NeuroEM has a well-defined path to commercialization, having already completed a Pilot clinical trial and two extension clinical trials that demonstrate safety and initial efficacy.  NeuroEM now anticipates initiation of its Phase IIb/III Pivotal clinical trial in Fall of 2022.  This will be a double-blind controlled trial which, if successful, will form the basis for an application to FDA of its MemorEMTM device to stop and reverse Alzheimer’s cognitive decline.  The company currently has a Series “A” funding round in progress, primarily to fund the first component of its Phase IIb/III Pivotal trial.  NeuroEM has worked closely with FDA in the design of this trial and has the strong support of the National Institute on Aging (NIA) as one of its funded, featured companies.  NeuroEM is open to exploring strategic partnerships with established companies offering collaborative support, including strategic funding. The company anticipates that the first therapeutic to stop/reverse AD (its MemorEM device) could be available for commercialization as early as late 2025. Following FDA approval of the device, expedited availability of the device to the public via payers (i.e., Medicare) should occur in view of the company’s “Breakthrough Device” Designation by FDA and its close working relationship with FDA.

INTELLECTUAL PROPERTY

NeuroEM has three issued U.S. patents (either directly or through exclusive license) and twelve submitted patent applications.  Many of Dr. Arendash’s initial findings provided the basis for a patent application filed through the University of South Florida, which was then licensed to NeuroEM in 2013 through an exclusive worldwide licensing agreement.  The USPTO issued the patent in 2016 (U.S. patent 9,238,149 B2) covering the technology Dr. Arendash and colleagues developed while at USF. The major claim of this patent is that TEMT can prevent or reverse the cognitive dysfunction and associated neuropathology of AD and other amyloid-based neurologic disorders.  A CIP was filed by USF in 2015 and issued in 2018 (U.S. patent 10,149,982), which further extends the utility of TEMT, providing further coverage for use of TEMT against many neurologic conditions, and broadens the range of TEMT treatment parameters.  NeuroEM’s own issued patent (U.S. patent 10,765,879) provides protection for the company’s MemorEM devices, particularly regarding the range of various treatment parameters and use in numerous other neurologic diseases/disorders.
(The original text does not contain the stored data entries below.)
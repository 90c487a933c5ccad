#![forbid(unsafe_code)]
//! # Dunning analysis CLI
//!
//! Compare the vocabulary of two corpora from the command line and print the terms most
//! distinctive of each.
//!
//! Each input may be a frequency table (`.csv`/`.tsv` with `term,count` rows, or `.json`), a
//! single document (`.txt`, `.md`, `.pdf`, `.docx`, `.odt`), or a directory of documents.
//!
//! ## Example
//! ```bash
//! cargo run --release -- female/ male/ --label-1 "Fem Author" --label-2 "Male Author" \
//!     --associated she --pos verbs --export-format csv
//! ```
//!
//! See `--help` for all available options.

use std::path::{Path, PathBuf};
use std::process;

use clap::Parser;
use log::{error, info};

use dunning_analysis::{
    CompareOptions, Corpus, DEFAULT_MIN_COMBINED_COUNT, DirCache, ExportFormat, FrequencyTable,
    FsSource, LexiconTagger, PosFilter, PresentationConfig, Result, ResultSet, cached_or_compute,
    compare, export_results, load_frequency_table, print_failed_files, render, render_groups,
};

#[derive(Parser)]
#[command(author, version, about)]
struct Cli {
    /// First corpus: frequency table, document, or directory (positive scores)
    corpus_1: PathBuf,

    /// Second corpus: frequency table, document, or directory (negative scores)
    corpus_2: PathBuf,

    /// Display name of the first corpus
    #[arg(long, default_value = "Corpus 1")]
    label_1: String,

    /// Display name of the second corpus
    #[arg(long, default_value = "Corpus 2")]
    label_2: String,

    /// Number of terms shown for each corpus
    #[arg(long, default_value_t = 20)]
    top: usize,

    /// Minimum combined count for a term to be scored
    #[arg(long, default_value_t = DEFAULT_MIN_COMBINED_COUNT)]
    min_count: u64,

    /// Only show adjectives, adverbs, verbs, pronouns, or a comma-separated tag list (e.g. NN,NNS)
    #[arg(long)]
    pos: Option<String>,

    /// Show the unfiltered tables followed by one pair per grammatical category
    #[arg(long, default_value_t = false, conflicts_with = "pos")]
    all_groups: bool,

    /// Term/tag lexicon (.csv or .tsv) used for part-of-speech filtering
    #[arg(long)]
    lexicon: Option<PathBuf>,

    /// Compare only the words following these terms (comma-separated) in documents
    #[arg(long, value_delimiter = ',')]
    associated: Vec<String>,

    /// With --associated: count all words within this many positions instead
    #[arg(long, requires = "associated")]
    window: Option<usize>,

    /// Directory for cached results
    #[arg(long)]
    cache_dir: Option<PathBuf>,

    /// Cache entry name (derived from the inputs if omitted)
    #[arg(long, requires = "cache_dir")]
    cache_key: Option<String>,

    /// Write freshly computed results to the cache
    #[arg(long, default_value_t = false, requires = "cache_dir")]
    store: bool,

    /// Also write results to a file (txt, csv, tsv, json)
    #[arg(long)]
    export_format: Option<ExportFormat>,

    /// Directory for exported files
    #[arg(long, default_value = ".")]
    output: PathBuf,
}

fn stem(path: &Path) -> String {
    path.file_stem()
        .map(|s| s.to_string_lossy().into_owned())
        .unwrap_or_else(|| "corpus".to_string())
}

impl Cli {
    fn default_cache_key(&self) -> String {
        let mut key = format!(
            "dunning_{}_vs_{}",
            stem(&self.corpus_1),
            stem(&self.corpus_2)
        );
        if !self.associated.is_empty() {
            key.push_str(&format!("_associated_{}", self.associated.join("_")));
        }
        if let Some(w) = self.window {
            key.push_str(&format!("_word_window_{w}"));
        }
        key
    }

    fn table(&self, path: &Path) -> Result<FrequencyTable> {
        if self.associated.is_empty() {
            return load_frequency_table(&FsSource, path);
        }
        let corpus = Corpus::from_path(&FsSource, stem(path), path, None)?;
        if !corpus.failed_files.is_empty() {
            print_failed_files(&corpus.failed_files);
        }
        Ok(corpus.association_counts(self.associated.as_slice(), self.window))
    }

    fn results(&self) -> Result<ResultSet> {
        let options = CompareOptions {
            min_combined_count: self.min_count,
        };
        let compute = || {
            let t1 = self.table(&self.corpus_1)?;
            let t2 = self.table(&self.corpus_2)?;
            compare(&t1, &t2, &options)
        };
        match &self.cache_dir {
            Some(dir) => {
                let key = self
                    .cache_key
                    .clone()
                    .unwrap_or_else(|| self.default_cache_key());
                cached_or_compute(&DirCache::new(dir), &key, self.store, compute)
            }
            None => compute(),
        }
    }
}

fn run(cli: &Cli) -> Result<()> {
    // Parse the filter first so a typo fails before any work is done.
    let filter = cli.pos.as_deref().map(PosFilter::parse).transpose()?;
    let tagger = match &cli.lexicon {
        Some(path) => LexiconTagger::from_path(&FsSource, path)?,
        None => LexiconTagger::new(),
    };

    let results = cli.results()?;
    info!("{} terms scored", results.len());

    let config = PresentationConfig {
        top_n: cli.top,
        filter,
        ..PresentationConfig::default()
    }
    .with_labels(cli.label_1.clone(), cli.label_2.clone());

    if cli.all_groups {
        println!("{}", render_groups(&results, &config, &tagger));
    } else {
        println!("{}", render(&results, &config, &tagger));
    }

    if let Some(format) = cli.export_format {
        let stem = format!("{}_vs_{}", stem(&cli.corpus_1), stem(&cli.corpus_2));
        let path = export_results(&results, format, &config, &tagger, &cli.output, &stem)?;
        println!("Results written to {}", path.display());
    }
    Ok(())
}

fn main() {
    env_logger::init();
    let cli = Cli::parse();

    if let Err(e) = run(&cli) {
        error!("Error: {}", e);
        process::exit(1);
    }
}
 The Company’s twelve patent applications (six PCTs, and six U.S. applications) have been filed by NeuroEM in 2019 through 2021.  They further describe the functionality and capabilities of the MemorEM device, extend the disorders treatable by TEMT, and cover additional technical/operational aspects of the MemorEM head device.

Collectively, these patents/applications provide NeuroEM with substantial and expanding IP coverage for our TEMT technology, which should protect NeuroEM as the only company legally able to market TEMT against a variety of neurologic disorders in the U.S. and (via PCTs) internationally.